Back in March last year I started looking up how to cheat on my bf of 3 yrs. & I felt bad that I'd look it up because I did love him to death, but I was going through a very dark time and everything was just confusing.. then in Oct I started sexting the one person he always begged me not to talk to, his brother, because he always tried to steal girls away from him. I did it at first as a joke just to mess around with his bros head, but eventually I came to really like the attention and I wanted to sleep with him. but I never went as far as to see him in person because I couldn't bring myself to meeting him in person or doing that to my bf. time past and he didn't know anything, it only lasted about a week. Then by April I developed a crush on a childhood friend, but that didn't go anywhere and my bf found out and forgave me saying "it's normal to wonder what could of been, what's important is to leave it at that." And by may I had a crush on a coworker and started to really want to cheat on him, I was telling people we weren't together anymore and my bf had no idea, I told friends that I was already cheating on him even though I wasn't yet, and they gave me their support. one day he came home in the middle of the night and found out about the last crush I had and woke me up to confront me, I told him that that was over and I was sorry it even happened but that there was nothing else. then the next day he found out what I told other people.

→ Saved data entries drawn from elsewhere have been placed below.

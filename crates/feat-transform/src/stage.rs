//! Stage abstraction shared by the five transformations.
//!
//! Every stage receives the full output of its predecessor and returns a new
//! frame that is a superset of the input: same rows in the same order, all
//! input columns untouched, derived columns appended at the end.

use feat_model::{PipelineOptions, SkipReason, StageKind, StageReport};
use polars::prelude::{Column, DataFrame};
use tracing::debug;

use crate::clock::{Clock, SystemClock};
use crate::error::{Result, TransformError};

static SYSTEM_CLOCK: SystemClock = SystemClock;

/// Run-wide settings handed to each stage.
#[derive(Clone)]
pub struct StageContext<'a> {
    pub options: PipelineOptions,
    pub clock: &'a dyn Clock,
}

impl StageContext<'static> {
    /// Default options with the local wall clock.
    pub fn system() -> Self {
        Self::new(&SYSTEM_CLOCK)
    }
}

impl<'a> StageContext<'a> {
    pub fn new(clock: &'a dyn Clock) -> Self {
        Self {
            options: PipelineOptions::default(),
            clock,
        }
    }

    pub fn with_options(mut self, options: PipelineOptions) -> Self {
        self.options = options;
        self
    }
}

/// Result of running one stage.
#[derive(Debug, Clone)]
pub struct StageOutput {
    pub data: DataFrame,
    pub report: StageReport,
}

/// One transformation from an input table to an enriched table.
pub trait Stage: Send + Sync {
    fn kind(&self) -> StageKind;

    /// Derive new columns from `df`.
    ///
    /// The input is never mutated. Derivations whose inputs are unavailable
    /// are skipped and recorded in the report.
    ///
    /// # Errors
    ///
    /// Returns an error only for stage-fatal failures (Polars errors, column
    /// length mismatches).
    fn apply(&self, df: &DataFrame, ctx: &StageContext<'_>) -> Result<StageOutput>;
}

/// Append `column` to `df` unless a column of that name already exists.
///
/// Returns `true` when the column was added.
pub(crate) fn append_column(
    df: &mut DataFrame,
    report: &mut StageReport,
    column: Column,
) -> Result<bool> {
    let name = column.name().to_string();
    if df.get_column_index(&name).is_some() {
        debug!(stage = %report.stage, column = %name, "skipped: target column already present");
        report.record_skip(name, SkipReason::AlreadyPresent);
        return Ok(false);
    }
    if df.width() > 0 && column.len() != df.height() {
        return Err(TransformError::LengthMismatch {
            column: name,
            expected: df.height(),
            actual: column.len(),
        });
    }
    df.with_column(column)?;
    debug!(stage = %report.stage, column = %name, "created column");
    report.record_added(name);
    Ok(true)
}

/// Record a skipped derivation and log the reason.
pub(crate) fn skip(report: &mut StageReport, target: impl Into<String>, reason: SkipReason) {
    let target = target.into();
    debug!(stage = %report.stage, target = %target, reason = %reason, "skipped derivation");
    report.record_skip(target, reason);
}

/// Start a report for `stage` over `df`.
pub(crate) fn begin_report(stage: StageKind, df: &DataFrame) -> StageReport {
    StageReport::new(stage, df.height(), df.width())
}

Then after he found out about his bro cause he started looking stuff up and spying on me. and even after it all and that I kicked him out for a month, he still loves me to death and wants 2 forgive me for everything and move on, he doesn't even act mad, says he's just upset and disappointed in me and feels betrayed. And even to this day he found out I had tinder (I only wanted to make new friends) but he said you don't make friends there it to meet guys.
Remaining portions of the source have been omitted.